• **Problem details**
A word-for-word repetition of the records beneath this task is the expected answer.

• **Material for this exercise**
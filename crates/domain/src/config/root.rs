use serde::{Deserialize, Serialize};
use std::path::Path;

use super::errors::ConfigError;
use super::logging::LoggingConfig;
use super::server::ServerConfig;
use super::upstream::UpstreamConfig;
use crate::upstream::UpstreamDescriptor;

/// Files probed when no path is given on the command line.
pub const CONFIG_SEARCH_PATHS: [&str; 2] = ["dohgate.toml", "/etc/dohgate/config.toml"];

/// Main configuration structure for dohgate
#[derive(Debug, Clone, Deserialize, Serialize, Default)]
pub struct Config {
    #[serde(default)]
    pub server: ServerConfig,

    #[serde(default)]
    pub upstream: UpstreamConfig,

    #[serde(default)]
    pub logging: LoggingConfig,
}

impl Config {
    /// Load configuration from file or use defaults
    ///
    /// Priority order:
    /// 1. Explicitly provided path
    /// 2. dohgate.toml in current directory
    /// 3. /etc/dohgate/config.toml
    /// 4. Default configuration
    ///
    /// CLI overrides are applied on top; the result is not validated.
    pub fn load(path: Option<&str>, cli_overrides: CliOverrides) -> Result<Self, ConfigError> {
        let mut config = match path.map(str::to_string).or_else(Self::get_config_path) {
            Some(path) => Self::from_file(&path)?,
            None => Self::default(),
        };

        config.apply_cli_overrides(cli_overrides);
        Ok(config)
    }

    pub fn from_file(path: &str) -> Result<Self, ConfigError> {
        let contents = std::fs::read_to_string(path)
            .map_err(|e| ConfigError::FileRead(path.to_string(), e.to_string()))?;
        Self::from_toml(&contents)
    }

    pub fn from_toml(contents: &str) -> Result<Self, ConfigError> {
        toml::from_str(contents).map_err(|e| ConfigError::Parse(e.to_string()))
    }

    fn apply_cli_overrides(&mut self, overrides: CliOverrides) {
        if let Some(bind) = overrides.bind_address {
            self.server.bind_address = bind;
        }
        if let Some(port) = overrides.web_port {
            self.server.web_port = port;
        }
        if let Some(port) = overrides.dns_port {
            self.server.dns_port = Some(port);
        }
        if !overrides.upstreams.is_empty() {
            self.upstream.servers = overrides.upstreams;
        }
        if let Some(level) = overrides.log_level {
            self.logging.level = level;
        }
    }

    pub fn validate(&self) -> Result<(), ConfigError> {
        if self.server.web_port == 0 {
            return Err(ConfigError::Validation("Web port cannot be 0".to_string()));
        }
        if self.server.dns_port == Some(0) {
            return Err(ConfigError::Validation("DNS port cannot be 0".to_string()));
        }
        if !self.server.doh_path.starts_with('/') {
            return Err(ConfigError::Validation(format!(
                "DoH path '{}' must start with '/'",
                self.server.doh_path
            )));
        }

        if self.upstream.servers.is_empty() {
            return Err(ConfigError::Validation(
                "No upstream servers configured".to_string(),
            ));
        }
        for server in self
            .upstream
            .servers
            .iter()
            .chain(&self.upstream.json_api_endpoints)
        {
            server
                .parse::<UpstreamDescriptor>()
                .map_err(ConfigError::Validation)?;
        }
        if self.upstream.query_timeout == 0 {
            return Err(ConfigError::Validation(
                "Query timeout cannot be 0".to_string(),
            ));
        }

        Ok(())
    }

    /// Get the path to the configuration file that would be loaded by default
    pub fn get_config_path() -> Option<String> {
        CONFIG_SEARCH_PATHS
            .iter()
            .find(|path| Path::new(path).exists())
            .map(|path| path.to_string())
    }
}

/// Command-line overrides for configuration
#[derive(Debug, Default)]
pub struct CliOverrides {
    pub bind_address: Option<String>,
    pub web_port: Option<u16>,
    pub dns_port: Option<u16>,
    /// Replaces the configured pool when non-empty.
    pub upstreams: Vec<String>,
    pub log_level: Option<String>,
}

• **Solution below**
filename crates/domain/src/config/root.rs
use serde::{Deserialize, Serialize};
use std::path::Path;

use super::errors::ConfigError;
use super::logging::LoggingConfig;
use super::server::ServerConfig;
use super::upstream::UpstreamConfig;
use crate::upstream::UpstreamDescriptor;

/// Files probed when no path is given on the command line.
pub const CONFIG_SEARCH_PATHS: [&str; 2] = ["dohgate.toml", "/etc/dohgate/config.toml"];

/// Main configuration structure for dohgate
#[derive(Debug, Clone, Deserialize, Serialize, Default)]
pub struct Config {
    #[serde(default)]
    pub server: ServerConfig,

    #[serde(default)]
    pub upstream: UpstreamConfig,

    #[serde(default)]
    pub logging: LoggingConfig,
}

impl Config {
    /// Load configuration from file or use defaults
    ///
    /// Priority order:
    /// 1. Explicitly provided path
    /// 2. dohgate.toml in current directory
    /// 3. /etc/dohgate/config.toml
    /// 4. Default configuration
    ///
    /// CLI overrides are applied on top; the result is not validated.
    pub fn load(path: Option<&str>, cli_overrides: CliOverrides) -> Result<Self, ConfigError> {
        let mut config = match path.map(str::to_string).or_else(Self::get_config_path) {
            Some(path) => Self::from_file(&path)?,
            None => Self::default(),
        };

        config.apply_cli_overrides(cli_overrides);
        Ok(config)
    }

    pub fn from_file(path: &str) -> Result<Self, ConfigError> {
        let contents = std::fs::read_to_string(path)
            .map_err(|e| ConfigError::FileRead(path.to_string(), e.to_string()))?;
        Self::from_toml(&contents)
    }

    pub fn from_toml(contents: &str) -> Result<Self, ConfigError> {
        toml::from_str(contents).map_err(|e| ConfigError::Parse(e.to_string()))
    }

    fn apply_cli_overrides(&mut self, overrides: CliOverrides) {
        if let Some(bind) = overrides.bind_address {
            self.server.bind_address = bind;
        }
        if let Some(port) = overrides.web_port {
            self.server.web_port = port;
        }
        if let Some(port) = overrides.dns_port {
            self.server.dns_port = Some(port);
        }
        if !overrides.upstreams.is_empty() {
            self.upstream.servers = overrides.upstreams;
        }
        if let Some(level) = overrides.log_level {
            self.logging.level = level;
        }
    }

    pub fn validate(&self) -> Result<(), ConfigError> {
        if self.server.web_port == 0 {
            return Err(ConfigError::Validation("Web port cannot be 0".to_string()));
        }
        if self.server.dns_port == Some(0) {
            return Err(ConfigError::Validation("DNS port cannot be 0".to_string()));
        }
        if !self.server.doh_path.starts_with('/') {
            return Err(ConfigError::Validation(format!(
                "DoH path '{}' must start with '/'",
                self.server.doh_path
            )));
        }

        if self.upstream.servers.is_empty() {
            return Err(ConfigError::Validation(
                "No upstream servers configured".to_string(),
            ));
        }
        for server in self
            .upstream
            .servers
            .iter()
            .chain(&self.upstream.json_api_endpoints)
        {
            server
                .parse::<UpstreamDescriptor>()
                .map_err(ConfigError::Validation)?;
        }
        if self.upstream.query_timeout == 0 {
            return Err(ConfigError::Validation(
                "Query timeout cannot be 0".to_string(),
            ));
        }

        Ok(())
    }

    /// Get the path to the configuration file that would be loaded by default
    pub fn get_config_path() -> Option<String> {
        CONFIG_SEARCH_PATHS
            .iter()
            .find(|path| Path::new(path).exists())
            .map(|path| path.to_string())
    }
}

/// Command-line overrides for configuration
#[derive(Debug, Default)]
pub struct CliOverrides {
    pub bind_address: Option<String>,
    pub web_port: Option<u16>,
    pub dns_port: Option<u16>,
    /// Replaces the configured pool when non-empty.
    pub upstreams: Vec<String>,
    pub log_level: Option<String>,
}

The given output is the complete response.